Egyptian women have been living under horrendously abusive conditions for a long time. My research on global domestic violence in 2011 revealed that 67% of urban women and 30% of rural women in Egypt faced domestic violence in 2002 and 2003. Another survey showed that 80% of rural Egyptian women said their husbands beat them frequently and believed a man has the right to hit a woman. The high levels of domestic violence in Egyptian society reflect a culture that treats women with systematic contempt, cruelty, and disrespect.
Egypt also suffers from very high levels of Female Genital Mutilation (FGM). 94% of women aged 18 to 49 suffered FGM. In addition, ar least 50% of girls aged 10 to 18 suffered this atrocity, and 60% of girls aged 10 to 13 were at risk for this crime. The custom is common among both Egyptian Muslims and Coptic Christians.
The stories of abused Egyptian women are haunting. Nour says her husband beats her because he is a drug addict. Her brother blames her for the abuse and tells her “I have to tolerate everything for the sake of my children.” She is forced to work to support his drug habit, and in exchange he beats her.
Zeinab, 36, a mother of three, says her husband beats her and then rapes her. He is a drug user who has also thrown glass and heavy furniture at her. She is afraid to ask for a divorce or even to reveal why she chooses to remain under such abusive conditions.
Sayeda, 55, also a mother of three, says her husband beats her for refusing to have anal sex. Her husband continued to hit her even after she got heart disease, thus revealing murderous intentions toward her.
Hend, 17, said her mother divorced her father after he tried to burn her for refusing to give him a small amount of money. Now her father not only refuses to work but forces Hend to work to support him and her two brothers. Since he can no longer hit her mother, now he beats her if she fails to show up for work.
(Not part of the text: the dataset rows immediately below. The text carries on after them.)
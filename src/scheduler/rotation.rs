//! Round-robin credential rotation
//!
//! Each provider owns an ordered list of API keys and a cursor pointing at
//! the active one. Rotation advances the cursor circularly; the list itself
//! is never reordered, so insertion order is rotation order.

use chrono::Utc;
use serde::{Deserialize, Serialize};
use std::collections::BTreeMap;
use uuid::Uuid;

use crate::models::ApiKeyRecord;

// ============================================================================
// Provider Pool
// ============================================================================

/// Keys for a single provider
#[derive(Debug, Clone, Default, Serialize, Deserialize, PartialEq)]
pub struct ProviderPool {
    keys: Vec<ApiKeyRecord>,
    cursor: usize,
}

impl ProviderPool {
    fn active(&self) -> Option<&ApiKeyRecord> {
        self.keys.get(self.cursor)
    }

    fn rotate(&mut self) -> bool {
        if self.keys.len() <= 1 {
            return false;
        }
        self.cursor = (self.cursor + 1) % self.keys.len();
        true
    }

    fn clamp_cursor(&mut self) {
        self.cursor = match self.keys.len() {
            0 => 0,
            n => self.cursor.min(n - 1),
        };
    }
}

// ============================================================================
// Key Pool
// ============================================================================

/// Credential pools keyed by provider name
#[derive(Debug, Clone, Default, Serialize, Deserialize, PartialEq)]
#[serde(transparent)]
pub struct KeyPool {
    providers: BTreeMap<String, ProviderPool>,
}

impl KeyPool {
    pub fn new() -> Self {
        Self::default()
    }

    /// Append a key to the provider's rotation. Returns its id.
    pub fn add(
        &mut self,
        provider: &str,
        secret: impl Into<String>,
        display_name: impl Into<String>,
    ) -> Uuid {
        let id = Uuid::new_v4();
        self.providers
            .entry(provider.to_string())
            .or_default()
            .keys
            .push(ApiKeyRecord {
                id,
                secret: secret.into(),
                display_name: display_name.into(),
                usage_count: 0,
                last_used_at: None,
            });
        id
    }

    /// Remove a key by id. The cursor is clamped into the shortened list.
    pub fn remove(&mut self, provider: &str, id: Uuid) -> bool {
        let Some(pool) = self.providers.get_mut(provider) else {
            return false;
        };
        let Some(index) = pool.keys.iter().position(|k| k.id == id) else {
            return false;
        };
        pool.keys.remove(index);
        pool.clamp_cursor();
        true
    }

    /// Advance to the next key. No-op with one key or none.
    pub fn rotate(&mut self, provider: &str) -> bool {
        self.providers
            .get_mut(provider)
            .is_some_and(ProviderPool::rotate)
    }

    /// Count one use of a key and stamp the time.
    pub fn record_usage(&mut self, provider: &str, id: Uuid) -> bool {
        let key = self
            .providers
            .get_mut(provider)
            .and_then(|pool| pool.keys.iter_mut().find(|k| k.id == id));
        match key {
            Some(key) => {
                key.usage_count += 1;
                key.last_used_at = Some(Utc::now());
                true
            }
            None => false,
        }
    }

    pub fn active(&self, provider: &str) -> Option<&ApiKeyRecord> {
        self.providers.get(provider).and_then(ProviderPool::active)
    }

    /// Keys in rotation order.
    pub fn keys(&self, provider: &str) -> &[ApiKeyRecord] {
        self.providers
            .get(provider)
            .map(|pool| pool.keys.as_slice())
            .unwrap_or_default()
    }

    pub fn cursor(&self, provider: &str) -> usize {
        self.providers.get(provider).map_or(0, |pool| pool.cursor)
    }

    pub fn providers(&self) -> impl Iterator<Item = &str> {
        self.providers.keys().map(String::as_str)
    }

    /// Find which provider owns a key.
    pub fn provider_of(&self, id: Uuid) -> Option<&str> {
        self.providers
            .iter()
            .find(|(_, pool)| pool.keys.iter().any(|k| k.id == id))
            .map(|(name, _)| name.as_str())
    }
}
Divorce is also heavily stigmatized in Egypt. Om Fatma, a poor woman who was married at 18, divorced her husband after 15 years for cheating on her. He engaged in numerous extramarital affairs and also sexually harassed and flirted with his female customers at their tailoring shop.
After her divorce, she was evicted from her home because she had no income. He took the tailoring shop, leaving her penniless. He left behind unpaid debts, and her children received threats because of his refusal to pay his debts. Now she lives with her children in her elderly father’s flat, and her daughter works to support the family.
Nadia, an upper middle class woman, also suffered domestic violence and divorce. Her wealthy husband beat her, and her family blamed her for the abuse. After her divorce, she faced discrimination from employers who refused to hire her because of her marital status. She was also the target of intense sexual harassment. Her second husband divorced her after just one year of marriage because his family could not accept his marriage to a divorced woman. But she at least became a professional and independent woman able to support herself financially.
The military and now the Muslim Brotherhood have also escalated their human rights abuses against women since the fall of the Mubarak regime. But the human rights abuses against female protestors by the military and the Muslim Brotherhood cannot be separated from the daily violence against women by their husbands and fathers. The violence against female protestors on Egyptian streets is inextricably linked with the totalitarian conditions inside Egyptian homes.